Stored data entries:
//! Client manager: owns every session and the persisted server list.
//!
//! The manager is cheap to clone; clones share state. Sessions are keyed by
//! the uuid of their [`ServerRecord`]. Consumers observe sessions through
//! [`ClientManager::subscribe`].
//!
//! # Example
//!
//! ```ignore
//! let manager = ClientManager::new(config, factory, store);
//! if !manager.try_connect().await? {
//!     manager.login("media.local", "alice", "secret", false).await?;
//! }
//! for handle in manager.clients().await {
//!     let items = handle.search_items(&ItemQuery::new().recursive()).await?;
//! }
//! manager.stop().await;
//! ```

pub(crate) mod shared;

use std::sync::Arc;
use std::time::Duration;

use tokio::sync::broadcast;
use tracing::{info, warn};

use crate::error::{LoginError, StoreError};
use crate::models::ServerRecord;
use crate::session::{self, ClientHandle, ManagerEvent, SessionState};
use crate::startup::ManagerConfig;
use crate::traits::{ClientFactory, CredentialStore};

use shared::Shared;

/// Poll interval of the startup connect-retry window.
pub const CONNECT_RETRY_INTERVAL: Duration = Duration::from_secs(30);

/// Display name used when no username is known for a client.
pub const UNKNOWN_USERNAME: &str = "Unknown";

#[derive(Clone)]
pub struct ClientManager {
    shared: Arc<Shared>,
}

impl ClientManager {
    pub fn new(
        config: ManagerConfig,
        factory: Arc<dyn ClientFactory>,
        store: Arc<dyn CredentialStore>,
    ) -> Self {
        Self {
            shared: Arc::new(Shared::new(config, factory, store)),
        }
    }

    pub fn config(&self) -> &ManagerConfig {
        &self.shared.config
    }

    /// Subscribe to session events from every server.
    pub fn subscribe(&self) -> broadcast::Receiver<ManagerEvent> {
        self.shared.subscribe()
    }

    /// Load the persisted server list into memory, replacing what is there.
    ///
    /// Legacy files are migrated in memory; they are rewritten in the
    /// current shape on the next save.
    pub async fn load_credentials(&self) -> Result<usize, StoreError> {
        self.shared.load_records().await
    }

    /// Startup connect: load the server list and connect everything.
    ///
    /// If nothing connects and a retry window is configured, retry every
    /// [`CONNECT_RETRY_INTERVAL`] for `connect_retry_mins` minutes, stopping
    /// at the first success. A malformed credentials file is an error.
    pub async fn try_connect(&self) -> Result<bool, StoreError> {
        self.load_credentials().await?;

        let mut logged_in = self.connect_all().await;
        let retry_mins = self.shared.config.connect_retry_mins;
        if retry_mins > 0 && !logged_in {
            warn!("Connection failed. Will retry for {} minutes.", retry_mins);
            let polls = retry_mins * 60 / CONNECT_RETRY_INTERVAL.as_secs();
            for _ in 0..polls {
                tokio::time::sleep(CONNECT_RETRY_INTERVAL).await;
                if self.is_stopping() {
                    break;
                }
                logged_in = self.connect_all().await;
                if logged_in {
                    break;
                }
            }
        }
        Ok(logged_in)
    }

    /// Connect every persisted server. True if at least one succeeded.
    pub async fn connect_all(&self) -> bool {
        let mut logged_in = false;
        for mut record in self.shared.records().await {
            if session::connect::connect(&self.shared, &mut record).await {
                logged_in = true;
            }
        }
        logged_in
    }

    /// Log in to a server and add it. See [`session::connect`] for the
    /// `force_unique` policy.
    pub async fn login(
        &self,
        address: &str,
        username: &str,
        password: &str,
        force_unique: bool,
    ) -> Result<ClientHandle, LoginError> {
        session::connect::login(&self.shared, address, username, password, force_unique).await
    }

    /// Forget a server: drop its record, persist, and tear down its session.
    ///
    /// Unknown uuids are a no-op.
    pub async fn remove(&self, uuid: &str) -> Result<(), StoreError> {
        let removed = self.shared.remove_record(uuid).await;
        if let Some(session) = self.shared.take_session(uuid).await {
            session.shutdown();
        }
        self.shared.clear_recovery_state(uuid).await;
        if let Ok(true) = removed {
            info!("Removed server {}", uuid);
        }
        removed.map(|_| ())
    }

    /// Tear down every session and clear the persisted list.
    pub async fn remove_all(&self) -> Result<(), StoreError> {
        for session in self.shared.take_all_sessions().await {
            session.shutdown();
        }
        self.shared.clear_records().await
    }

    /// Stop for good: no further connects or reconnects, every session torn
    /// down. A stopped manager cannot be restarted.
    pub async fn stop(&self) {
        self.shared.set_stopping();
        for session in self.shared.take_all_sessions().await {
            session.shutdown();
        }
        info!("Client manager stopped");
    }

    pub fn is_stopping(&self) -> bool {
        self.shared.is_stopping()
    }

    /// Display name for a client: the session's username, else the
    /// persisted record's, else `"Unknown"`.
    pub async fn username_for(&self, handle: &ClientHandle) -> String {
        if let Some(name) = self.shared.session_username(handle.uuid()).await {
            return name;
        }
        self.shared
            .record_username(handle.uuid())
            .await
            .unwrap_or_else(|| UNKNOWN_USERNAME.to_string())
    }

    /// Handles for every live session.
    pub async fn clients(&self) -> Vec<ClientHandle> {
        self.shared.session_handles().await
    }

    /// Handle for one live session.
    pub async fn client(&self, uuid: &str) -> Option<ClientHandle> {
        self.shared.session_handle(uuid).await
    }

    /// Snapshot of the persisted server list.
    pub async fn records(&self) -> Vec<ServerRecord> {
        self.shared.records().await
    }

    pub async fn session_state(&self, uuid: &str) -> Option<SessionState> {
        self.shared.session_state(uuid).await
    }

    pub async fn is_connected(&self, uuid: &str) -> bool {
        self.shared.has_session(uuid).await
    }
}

==

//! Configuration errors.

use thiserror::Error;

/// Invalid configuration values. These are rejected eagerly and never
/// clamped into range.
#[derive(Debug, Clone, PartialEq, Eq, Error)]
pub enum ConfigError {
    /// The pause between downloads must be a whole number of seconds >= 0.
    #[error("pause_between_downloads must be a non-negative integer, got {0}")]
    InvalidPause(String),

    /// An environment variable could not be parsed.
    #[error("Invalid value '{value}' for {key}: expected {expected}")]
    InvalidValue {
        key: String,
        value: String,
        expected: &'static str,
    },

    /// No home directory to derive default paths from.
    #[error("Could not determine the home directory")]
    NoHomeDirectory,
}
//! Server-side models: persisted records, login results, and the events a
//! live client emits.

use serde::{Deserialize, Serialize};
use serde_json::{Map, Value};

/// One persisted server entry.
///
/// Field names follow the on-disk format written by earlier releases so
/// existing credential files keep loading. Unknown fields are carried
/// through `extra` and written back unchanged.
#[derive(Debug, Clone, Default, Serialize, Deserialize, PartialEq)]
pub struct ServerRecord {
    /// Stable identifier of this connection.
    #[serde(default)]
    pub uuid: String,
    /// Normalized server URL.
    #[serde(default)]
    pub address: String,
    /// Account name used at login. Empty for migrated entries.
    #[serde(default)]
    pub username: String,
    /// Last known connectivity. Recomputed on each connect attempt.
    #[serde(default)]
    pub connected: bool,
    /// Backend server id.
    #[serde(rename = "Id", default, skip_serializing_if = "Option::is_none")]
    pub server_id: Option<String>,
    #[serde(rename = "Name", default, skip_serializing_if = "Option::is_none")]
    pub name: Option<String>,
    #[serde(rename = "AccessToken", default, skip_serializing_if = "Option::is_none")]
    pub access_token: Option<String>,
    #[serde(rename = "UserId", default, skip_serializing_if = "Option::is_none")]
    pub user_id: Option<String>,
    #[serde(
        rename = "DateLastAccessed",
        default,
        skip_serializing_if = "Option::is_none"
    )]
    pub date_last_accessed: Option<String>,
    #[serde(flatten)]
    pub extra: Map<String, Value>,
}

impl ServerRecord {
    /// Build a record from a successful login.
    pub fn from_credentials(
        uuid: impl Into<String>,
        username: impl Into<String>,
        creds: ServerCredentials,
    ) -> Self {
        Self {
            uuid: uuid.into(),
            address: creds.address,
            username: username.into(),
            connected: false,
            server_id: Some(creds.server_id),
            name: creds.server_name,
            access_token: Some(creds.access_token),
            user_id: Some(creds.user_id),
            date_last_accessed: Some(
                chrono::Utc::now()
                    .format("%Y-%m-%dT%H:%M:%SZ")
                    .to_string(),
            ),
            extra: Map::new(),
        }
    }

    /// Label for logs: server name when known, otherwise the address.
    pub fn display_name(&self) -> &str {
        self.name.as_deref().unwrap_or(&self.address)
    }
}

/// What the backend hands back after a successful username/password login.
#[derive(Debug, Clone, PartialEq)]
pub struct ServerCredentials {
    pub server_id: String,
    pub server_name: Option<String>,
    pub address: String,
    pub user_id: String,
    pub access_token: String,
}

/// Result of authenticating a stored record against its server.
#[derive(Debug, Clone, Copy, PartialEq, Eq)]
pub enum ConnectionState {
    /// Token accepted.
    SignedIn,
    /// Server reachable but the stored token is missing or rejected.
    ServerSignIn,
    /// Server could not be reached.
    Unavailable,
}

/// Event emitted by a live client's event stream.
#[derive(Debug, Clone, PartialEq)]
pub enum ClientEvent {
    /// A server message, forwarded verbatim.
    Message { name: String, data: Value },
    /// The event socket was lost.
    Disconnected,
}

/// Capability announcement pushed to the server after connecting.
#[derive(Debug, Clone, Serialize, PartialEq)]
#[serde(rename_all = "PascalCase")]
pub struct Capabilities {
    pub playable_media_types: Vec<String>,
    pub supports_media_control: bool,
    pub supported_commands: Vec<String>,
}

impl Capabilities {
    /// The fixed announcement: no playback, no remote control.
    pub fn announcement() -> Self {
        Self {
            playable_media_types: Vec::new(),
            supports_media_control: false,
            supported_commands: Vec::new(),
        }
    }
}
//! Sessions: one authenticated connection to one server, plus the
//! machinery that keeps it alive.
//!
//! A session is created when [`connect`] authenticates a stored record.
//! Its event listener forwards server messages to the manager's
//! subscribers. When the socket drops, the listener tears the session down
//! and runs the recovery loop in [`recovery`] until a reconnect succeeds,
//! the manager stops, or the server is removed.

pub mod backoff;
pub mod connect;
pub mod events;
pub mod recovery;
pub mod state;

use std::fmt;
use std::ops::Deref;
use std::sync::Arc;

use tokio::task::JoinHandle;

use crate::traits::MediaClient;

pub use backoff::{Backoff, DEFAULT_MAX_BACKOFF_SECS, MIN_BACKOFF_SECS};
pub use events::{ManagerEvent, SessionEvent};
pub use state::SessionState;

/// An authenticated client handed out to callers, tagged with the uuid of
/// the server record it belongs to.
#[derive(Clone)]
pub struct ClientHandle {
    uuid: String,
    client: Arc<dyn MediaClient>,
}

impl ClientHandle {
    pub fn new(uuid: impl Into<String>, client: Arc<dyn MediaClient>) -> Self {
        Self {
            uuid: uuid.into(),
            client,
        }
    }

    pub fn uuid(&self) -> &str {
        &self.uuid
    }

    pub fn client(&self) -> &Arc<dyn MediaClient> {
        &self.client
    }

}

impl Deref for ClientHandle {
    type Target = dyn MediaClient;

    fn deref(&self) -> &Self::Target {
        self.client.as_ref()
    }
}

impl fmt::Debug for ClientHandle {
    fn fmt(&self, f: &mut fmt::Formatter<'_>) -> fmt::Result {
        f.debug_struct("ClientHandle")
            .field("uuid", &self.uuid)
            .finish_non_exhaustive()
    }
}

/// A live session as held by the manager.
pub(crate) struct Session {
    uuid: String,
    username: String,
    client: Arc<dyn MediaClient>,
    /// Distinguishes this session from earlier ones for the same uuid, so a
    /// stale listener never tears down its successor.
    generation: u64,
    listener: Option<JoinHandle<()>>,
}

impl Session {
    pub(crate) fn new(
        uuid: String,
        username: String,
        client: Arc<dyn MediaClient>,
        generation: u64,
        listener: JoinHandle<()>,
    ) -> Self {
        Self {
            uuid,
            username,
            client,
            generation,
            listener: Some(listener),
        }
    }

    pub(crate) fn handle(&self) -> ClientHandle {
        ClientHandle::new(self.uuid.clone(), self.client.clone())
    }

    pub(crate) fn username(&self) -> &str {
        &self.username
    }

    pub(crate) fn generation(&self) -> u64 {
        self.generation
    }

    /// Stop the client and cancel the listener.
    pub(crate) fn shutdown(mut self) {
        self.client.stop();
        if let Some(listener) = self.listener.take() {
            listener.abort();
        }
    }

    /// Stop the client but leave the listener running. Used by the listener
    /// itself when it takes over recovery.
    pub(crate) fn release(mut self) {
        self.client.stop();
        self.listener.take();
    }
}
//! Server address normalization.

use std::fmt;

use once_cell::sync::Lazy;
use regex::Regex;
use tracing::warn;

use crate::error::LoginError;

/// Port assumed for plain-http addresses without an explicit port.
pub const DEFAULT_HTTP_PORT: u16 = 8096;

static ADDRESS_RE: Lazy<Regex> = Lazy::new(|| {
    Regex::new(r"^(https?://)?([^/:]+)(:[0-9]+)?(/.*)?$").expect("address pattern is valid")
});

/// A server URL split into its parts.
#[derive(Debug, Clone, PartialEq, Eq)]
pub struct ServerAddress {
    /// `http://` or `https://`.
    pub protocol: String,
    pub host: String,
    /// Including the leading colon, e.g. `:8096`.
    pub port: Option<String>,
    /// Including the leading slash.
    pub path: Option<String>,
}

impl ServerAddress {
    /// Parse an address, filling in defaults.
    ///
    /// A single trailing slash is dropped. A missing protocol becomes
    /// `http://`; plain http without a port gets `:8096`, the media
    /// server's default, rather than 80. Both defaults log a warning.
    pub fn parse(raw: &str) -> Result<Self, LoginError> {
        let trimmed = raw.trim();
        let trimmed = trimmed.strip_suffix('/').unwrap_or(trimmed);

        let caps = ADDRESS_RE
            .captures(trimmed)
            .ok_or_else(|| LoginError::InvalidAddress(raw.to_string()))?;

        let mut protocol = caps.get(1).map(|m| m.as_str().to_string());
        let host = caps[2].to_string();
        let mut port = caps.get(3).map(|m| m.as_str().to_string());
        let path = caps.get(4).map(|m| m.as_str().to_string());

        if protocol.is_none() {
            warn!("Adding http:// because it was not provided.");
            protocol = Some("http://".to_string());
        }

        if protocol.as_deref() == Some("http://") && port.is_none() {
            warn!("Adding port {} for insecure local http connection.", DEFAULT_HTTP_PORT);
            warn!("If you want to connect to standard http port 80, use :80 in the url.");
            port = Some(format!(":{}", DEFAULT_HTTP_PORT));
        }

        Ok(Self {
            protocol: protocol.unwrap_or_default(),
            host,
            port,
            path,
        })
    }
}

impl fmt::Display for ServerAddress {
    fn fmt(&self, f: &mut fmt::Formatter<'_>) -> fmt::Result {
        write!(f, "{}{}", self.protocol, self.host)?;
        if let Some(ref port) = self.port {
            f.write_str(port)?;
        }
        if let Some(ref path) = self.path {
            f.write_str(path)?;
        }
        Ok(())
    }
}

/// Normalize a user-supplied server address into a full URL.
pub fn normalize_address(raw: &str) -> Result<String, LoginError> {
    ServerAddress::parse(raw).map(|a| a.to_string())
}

--

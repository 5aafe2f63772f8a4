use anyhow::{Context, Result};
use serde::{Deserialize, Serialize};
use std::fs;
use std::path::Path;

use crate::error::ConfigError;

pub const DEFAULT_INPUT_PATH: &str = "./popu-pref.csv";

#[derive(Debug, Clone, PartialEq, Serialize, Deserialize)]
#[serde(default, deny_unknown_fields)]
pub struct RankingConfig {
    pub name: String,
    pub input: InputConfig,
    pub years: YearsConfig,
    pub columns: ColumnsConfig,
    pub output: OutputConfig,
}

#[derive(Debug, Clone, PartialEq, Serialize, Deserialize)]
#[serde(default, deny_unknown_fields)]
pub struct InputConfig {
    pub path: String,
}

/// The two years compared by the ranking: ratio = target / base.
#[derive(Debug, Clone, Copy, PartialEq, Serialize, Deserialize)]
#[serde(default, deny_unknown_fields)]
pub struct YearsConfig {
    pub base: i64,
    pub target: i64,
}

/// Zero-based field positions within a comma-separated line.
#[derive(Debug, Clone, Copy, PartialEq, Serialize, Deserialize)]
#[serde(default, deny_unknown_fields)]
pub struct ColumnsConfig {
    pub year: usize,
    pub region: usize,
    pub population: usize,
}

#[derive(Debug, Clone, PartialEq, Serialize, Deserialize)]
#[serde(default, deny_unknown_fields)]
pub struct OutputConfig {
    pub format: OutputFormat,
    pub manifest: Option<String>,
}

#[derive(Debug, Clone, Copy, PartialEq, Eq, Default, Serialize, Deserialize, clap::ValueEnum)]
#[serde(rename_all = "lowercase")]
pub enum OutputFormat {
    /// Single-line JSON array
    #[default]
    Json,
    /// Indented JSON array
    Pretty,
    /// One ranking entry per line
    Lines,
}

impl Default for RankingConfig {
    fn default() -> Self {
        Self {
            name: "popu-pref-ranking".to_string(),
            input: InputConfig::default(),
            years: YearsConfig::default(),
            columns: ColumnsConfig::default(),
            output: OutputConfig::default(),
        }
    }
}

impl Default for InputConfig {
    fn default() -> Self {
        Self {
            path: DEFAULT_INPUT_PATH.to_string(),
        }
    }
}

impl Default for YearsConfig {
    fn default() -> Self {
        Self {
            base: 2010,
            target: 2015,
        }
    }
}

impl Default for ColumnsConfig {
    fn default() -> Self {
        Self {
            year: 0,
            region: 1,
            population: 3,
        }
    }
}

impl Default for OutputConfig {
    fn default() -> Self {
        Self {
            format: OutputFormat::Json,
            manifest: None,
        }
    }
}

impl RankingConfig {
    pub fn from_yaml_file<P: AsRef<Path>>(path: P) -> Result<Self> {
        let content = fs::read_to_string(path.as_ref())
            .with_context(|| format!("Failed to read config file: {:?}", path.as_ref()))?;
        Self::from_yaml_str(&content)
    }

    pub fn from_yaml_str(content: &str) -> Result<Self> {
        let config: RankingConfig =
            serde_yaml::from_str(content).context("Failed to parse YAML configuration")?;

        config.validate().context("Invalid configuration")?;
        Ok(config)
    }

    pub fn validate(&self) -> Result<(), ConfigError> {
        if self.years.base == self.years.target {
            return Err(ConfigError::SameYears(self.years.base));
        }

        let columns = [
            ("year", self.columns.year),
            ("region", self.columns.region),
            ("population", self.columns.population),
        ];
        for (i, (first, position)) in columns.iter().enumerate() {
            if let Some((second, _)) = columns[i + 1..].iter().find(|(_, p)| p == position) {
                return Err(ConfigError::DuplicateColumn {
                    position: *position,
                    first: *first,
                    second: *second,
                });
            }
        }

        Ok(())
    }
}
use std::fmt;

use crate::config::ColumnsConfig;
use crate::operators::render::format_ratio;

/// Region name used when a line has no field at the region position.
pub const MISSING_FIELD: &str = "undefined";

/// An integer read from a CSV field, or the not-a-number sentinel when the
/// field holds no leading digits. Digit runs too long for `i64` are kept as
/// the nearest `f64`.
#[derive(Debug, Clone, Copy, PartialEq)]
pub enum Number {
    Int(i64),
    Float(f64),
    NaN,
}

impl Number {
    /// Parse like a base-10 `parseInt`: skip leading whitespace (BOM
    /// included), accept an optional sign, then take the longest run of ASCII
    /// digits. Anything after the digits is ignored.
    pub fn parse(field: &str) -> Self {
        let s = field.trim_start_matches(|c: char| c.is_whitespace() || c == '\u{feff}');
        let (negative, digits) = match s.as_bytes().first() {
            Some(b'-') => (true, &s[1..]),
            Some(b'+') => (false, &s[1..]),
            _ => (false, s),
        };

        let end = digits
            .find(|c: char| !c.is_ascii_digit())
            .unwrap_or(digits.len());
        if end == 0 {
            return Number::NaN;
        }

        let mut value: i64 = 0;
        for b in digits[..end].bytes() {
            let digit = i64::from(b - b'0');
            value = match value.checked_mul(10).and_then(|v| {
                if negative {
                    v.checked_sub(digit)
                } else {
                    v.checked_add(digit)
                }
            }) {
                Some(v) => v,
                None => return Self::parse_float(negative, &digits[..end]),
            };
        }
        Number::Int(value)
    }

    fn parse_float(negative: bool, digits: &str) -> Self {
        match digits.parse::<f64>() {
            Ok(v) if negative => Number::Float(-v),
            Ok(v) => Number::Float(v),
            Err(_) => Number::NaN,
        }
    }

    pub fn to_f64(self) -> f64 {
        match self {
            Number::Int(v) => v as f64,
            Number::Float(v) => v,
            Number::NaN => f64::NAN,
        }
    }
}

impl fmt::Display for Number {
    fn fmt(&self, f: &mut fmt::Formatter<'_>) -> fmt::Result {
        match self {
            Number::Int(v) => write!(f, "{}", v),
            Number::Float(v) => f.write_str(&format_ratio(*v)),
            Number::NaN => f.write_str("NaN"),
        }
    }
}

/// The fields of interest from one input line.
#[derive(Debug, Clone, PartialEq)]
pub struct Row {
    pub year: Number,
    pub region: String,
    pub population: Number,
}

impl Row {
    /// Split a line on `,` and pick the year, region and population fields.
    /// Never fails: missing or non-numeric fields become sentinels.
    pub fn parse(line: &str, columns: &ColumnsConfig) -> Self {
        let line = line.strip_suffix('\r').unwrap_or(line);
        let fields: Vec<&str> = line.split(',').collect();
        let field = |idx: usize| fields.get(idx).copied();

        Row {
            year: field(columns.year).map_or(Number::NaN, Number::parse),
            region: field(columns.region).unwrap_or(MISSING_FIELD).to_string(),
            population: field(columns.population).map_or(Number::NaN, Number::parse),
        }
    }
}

PROBLEM DETAILS: Using the records above, set down exactly the lines from the one with "and the persisted server list." through the one with "use shared::Shared;", inclusive, and nothing more.

EXERCISE OUTPUT:
//! Client manager: owns every session and the persisted server list.
//!
//! The manager is cheap to clone; clones share state. Sessions are keyed by
//! the uuid of their [`ServerRecord`]. Consumers observe sessions through
//! [`ClientManager::subscribe`].
//!
//! # Example
//!
//! ```ignore
//! let manager = ClientManager::new(config, factory, store);
//! if !manager.try_connect().await? {
//!     manager.login("media.local", "alice", "secret", false).await?;
//! }
//! for handle in manager.clients().await {
//!     let items = handle.search_items(&ItemQuery::new().recursive()).await?;
//! }
//! manager.stop().await;
//! ```

pub(crate) mod shared;

use std::sync::Arc;
use std::time::Duration;

use tokio::sync::broadcast;
use tracing::{info, warn};

use crate::error::{LoginError, StoreError};
use crate::models::ServerRecord;
use crate::session::{self, ClientHandle, ManagerEvent, SessionState};
use crate::startup::ManagerConfig;
use crate::traits::{ClientFactory, CredentialStore};

use shared::Shared;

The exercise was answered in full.